Problem details => Where does the word "usize" occur in the entries below? Copy every line that has it.

Records for this exercise =>
# # #
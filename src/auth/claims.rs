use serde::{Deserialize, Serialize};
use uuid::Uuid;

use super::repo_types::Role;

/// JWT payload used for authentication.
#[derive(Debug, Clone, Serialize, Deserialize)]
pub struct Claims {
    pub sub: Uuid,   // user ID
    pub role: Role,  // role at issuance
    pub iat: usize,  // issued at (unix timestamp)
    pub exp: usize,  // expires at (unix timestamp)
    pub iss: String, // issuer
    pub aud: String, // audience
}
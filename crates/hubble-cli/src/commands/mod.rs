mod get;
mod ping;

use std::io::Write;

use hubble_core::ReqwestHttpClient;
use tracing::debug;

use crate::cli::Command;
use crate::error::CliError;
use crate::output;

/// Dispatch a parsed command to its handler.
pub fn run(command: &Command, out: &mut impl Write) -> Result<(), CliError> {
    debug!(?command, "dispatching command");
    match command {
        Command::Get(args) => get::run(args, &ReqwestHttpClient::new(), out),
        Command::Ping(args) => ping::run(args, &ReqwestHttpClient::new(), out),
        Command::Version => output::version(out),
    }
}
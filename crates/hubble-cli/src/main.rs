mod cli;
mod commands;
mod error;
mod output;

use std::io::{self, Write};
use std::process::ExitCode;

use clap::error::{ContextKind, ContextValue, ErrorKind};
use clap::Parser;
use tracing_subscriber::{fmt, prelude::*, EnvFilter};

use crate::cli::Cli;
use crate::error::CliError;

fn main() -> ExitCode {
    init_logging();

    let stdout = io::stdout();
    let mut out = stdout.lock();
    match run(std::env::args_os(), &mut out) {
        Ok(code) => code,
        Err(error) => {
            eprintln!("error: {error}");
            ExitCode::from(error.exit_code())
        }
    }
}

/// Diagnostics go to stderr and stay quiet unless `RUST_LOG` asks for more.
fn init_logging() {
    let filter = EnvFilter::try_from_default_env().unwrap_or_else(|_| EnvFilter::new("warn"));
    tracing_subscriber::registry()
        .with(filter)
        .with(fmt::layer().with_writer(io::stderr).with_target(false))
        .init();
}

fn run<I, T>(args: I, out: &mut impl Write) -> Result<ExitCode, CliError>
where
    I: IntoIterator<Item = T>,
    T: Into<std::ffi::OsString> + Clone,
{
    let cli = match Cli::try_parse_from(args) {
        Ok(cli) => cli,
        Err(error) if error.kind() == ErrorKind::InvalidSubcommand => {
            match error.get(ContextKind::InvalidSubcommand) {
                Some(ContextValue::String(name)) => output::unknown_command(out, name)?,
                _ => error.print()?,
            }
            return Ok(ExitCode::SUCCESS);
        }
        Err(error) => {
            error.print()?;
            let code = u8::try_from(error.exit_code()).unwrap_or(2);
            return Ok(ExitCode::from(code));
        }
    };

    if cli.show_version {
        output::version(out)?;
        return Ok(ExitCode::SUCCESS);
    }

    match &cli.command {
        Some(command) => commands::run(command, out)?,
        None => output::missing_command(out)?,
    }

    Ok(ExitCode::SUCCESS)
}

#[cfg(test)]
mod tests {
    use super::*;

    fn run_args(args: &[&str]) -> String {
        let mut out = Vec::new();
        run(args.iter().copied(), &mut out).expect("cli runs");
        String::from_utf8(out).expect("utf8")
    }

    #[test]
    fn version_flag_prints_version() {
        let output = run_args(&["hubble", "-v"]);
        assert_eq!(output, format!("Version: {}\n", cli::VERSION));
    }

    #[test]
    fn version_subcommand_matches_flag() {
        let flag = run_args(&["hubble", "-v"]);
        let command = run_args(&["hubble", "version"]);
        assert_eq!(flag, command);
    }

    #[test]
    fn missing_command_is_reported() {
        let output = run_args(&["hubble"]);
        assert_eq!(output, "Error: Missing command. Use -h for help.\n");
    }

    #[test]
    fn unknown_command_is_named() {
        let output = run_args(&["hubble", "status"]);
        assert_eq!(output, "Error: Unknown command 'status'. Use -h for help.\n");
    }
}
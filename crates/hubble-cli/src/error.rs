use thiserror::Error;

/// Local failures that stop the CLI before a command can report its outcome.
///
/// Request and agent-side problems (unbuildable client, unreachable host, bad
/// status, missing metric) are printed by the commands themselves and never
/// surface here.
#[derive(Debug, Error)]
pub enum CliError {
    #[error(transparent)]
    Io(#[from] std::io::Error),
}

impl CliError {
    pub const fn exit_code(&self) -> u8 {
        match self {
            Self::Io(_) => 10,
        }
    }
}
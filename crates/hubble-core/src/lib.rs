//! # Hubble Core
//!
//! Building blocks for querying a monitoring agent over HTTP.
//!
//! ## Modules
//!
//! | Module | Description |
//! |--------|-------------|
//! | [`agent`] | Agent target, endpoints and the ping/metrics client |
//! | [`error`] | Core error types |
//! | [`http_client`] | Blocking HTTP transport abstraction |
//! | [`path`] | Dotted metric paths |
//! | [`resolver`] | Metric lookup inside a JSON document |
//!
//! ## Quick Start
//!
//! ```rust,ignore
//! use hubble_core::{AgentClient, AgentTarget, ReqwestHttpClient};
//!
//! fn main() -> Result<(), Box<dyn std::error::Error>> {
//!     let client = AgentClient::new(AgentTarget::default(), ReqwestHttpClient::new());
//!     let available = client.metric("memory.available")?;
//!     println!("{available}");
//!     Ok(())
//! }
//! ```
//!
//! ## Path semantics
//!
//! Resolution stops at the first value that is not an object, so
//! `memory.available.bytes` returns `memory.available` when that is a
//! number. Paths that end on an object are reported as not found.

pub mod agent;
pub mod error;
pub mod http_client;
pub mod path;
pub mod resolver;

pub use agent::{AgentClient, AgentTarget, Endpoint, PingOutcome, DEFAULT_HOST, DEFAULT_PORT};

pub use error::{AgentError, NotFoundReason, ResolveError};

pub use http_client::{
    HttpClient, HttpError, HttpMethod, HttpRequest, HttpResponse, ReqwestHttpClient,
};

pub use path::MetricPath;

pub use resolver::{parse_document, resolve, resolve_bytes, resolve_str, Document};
# # #
Answer to this exercise =>
    pub iat: usize,  // issued at (unix timestamp)
    pub exp: usize,  // expires at (unix timestamp)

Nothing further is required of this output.